Task input section start
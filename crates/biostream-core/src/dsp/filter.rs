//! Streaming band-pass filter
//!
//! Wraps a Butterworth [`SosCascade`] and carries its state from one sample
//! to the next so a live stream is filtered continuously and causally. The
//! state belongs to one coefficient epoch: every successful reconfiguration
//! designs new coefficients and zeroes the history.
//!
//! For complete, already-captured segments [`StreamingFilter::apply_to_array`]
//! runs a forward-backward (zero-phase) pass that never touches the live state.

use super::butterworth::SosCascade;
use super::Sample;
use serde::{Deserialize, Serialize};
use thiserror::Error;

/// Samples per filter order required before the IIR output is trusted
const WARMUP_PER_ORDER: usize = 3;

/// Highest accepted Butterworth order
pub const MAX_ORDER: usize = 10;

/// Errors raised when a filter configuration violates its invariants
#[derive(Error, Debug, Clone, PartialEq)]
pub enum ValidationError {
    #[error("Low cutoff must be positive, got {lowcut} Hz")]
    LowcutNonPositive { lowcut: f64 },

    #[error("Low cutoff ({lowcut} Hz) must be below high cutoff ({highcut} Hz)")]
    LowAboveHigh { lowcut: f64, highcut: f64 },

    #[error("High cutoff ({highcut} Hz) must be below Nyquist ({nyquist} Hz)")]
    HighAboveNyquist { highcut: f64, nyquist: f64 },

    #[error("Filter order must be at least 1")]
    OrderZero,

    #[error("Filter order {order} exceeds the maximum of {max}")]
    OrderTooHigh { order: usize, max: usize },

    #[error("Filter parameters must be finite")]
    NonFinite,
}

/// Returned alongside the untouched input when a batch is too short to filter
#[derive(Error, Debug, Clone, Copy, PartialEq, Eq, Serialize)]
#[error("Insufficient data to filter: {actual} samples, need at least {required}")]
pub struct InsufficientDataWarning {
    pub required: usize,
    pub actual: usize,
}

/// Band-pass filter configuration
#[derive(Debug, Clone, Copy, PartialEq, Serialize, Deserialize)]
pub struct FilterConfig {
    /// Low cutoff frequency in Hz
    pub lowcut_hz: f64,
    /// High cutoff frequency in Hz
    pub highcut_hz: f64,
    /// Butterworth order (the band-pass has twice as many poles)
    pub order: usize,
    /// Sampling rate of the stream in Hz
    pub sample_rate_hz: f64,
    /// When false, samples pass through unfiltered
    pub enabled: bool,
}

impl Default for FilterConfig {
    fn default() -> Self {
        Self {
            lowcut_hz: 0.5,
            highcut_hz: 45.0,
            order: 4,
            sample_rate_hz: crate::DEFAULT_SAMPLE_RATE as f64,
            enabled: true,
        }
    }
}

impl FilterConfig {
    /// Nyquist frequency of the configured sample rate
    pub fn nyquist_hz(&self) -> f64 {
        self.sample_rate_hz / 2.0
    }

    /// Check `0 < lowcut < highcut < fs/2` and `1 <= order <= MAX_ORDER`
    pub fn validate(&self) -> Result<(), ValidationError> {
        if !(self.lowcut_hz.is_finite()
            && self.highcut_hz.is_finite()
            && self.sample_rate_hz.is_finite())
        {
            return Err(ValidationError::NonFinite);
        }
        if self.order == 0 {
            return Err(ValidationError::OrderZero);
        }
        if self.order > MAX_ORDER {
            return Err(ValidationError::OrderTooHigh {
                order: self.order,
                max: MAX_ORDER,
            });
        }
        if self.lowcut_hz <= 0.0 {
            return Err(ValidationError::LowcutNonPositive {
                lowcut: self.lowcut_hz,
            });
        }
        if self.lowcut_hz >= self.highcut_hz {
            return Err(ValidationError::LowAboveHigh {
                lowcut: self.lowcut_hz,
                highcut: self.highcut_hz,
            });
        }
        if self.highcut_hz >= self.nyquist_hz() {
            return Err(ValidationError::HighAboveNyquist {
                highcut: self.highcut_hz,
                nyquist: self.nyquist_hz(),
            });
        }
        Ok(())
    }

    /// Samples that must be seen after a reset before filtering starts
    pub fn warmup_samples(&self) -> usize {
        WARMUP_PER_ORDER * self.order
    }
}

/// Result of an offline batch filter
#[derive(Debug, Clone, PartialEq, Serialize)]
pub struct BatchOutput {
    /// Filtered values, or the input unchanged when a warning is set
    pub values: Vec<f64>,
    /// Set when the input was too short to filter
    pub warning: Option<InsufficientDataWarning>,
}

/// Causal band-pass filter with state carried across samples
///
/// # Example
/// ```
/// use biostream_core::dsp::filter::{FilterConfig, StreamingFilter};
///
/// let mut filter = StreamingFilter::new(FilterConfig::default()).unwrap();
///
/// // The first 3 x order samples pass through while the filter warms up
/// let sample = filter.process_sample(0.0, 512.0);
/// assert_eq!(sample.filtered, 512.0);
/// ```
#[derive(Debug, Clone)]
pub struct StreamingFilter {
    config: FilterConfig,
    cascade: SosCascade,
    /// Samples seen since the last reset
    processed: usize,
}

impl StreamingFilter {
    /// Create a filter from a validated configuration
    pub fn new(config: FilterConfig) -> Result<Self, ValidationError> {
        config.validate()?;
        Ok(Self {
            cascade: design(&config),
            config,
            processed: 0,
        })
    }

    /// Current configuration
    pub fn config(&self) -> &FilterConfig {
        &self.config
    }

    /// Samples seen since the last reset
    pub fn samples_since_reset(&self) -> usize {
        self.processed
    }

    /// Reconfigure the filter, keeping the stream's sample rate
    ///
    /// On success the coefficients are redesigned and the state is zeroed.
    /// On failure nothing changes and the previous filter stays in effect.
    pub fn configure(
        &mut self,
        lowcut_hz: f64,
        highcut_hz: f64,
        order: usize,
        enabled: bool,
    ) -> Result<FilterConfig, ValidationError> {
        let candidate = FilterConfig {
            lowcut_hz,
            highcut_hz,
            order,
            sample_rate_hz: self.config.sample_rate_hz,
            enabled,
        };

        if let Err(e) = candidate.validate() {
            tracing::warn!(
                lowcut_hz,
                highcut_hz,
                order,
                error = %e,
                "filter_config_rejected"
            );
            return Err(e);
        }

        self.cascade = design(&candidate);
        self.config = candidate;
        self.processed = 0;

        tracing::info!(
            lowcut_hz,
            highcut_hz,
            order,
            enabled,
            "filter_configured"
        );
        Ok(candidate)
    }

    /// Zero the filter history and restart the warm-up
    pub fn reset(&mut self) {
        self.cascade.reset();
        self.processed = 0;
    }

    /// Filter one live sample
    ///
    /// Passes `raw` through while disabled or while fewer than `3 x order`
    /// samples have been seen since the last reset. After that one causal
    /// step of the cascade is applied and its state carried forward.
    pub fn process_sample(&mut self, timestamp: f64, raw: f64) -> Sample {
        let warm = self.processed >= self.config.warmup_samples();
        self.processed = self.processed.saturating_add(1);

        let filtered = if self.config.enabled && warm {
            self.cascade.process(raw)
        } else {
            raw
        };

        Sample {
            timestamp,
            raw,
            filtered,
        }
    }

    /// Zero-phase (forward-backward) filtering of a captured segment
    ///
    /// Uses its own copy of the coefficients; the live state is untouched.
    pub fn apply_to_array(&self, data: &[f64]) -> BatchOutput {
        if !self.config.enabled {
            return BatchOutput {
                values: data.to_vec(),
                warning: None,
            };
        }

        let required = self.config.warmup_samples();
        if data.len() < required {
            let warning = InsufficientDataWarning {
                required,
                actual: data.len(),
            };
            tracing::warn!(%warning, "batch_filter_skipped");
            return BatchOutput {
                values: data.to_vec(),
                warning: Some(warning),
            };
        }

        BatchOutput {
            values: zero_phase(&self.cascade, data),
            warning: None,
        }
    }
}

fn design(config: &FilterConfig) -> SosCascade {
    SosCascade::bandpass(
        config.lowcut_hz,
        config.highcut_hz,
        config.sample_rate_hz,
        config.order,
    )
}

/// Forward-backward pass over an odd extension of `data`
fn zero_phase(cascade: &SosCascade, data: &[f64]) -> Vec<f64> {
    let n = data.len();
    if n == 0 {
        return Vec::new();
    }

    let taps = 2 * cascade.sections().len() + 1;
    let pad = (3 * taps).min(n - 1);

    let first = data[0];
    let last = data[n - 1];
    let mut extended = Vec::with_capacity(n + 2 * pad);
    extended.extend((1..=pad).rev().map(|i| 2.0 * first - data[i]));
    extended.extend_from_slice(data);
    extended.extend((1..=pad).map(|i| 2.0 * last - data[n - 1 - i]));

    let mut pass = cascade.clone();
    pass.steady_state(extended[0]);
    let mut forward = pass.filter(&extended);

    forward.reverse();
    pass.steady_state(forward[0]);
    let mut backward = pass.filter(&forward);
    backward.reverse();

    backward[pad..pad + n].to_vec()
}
Task input section end
Task input section start
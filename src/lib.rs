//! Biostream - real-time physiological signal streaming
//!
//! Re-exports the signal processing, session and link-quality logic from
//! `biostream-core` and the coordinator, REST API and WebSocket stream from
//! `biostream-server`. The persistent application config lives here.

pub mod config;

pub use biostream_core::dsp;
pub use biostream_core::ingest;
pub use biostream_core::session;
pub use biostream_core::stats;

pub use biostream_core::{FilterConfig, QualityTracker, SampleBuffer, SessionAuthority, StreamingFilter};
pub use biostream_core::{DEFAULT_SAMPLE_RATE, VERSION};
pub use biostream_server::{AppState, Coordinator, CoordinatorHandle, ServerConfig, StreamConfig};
Task input section end
_Task statement_: Show each line of the material holding "impl".

_Written response_:
impl Default for FilterConfig {
impl FilterConfig {
impl StreamingFilter {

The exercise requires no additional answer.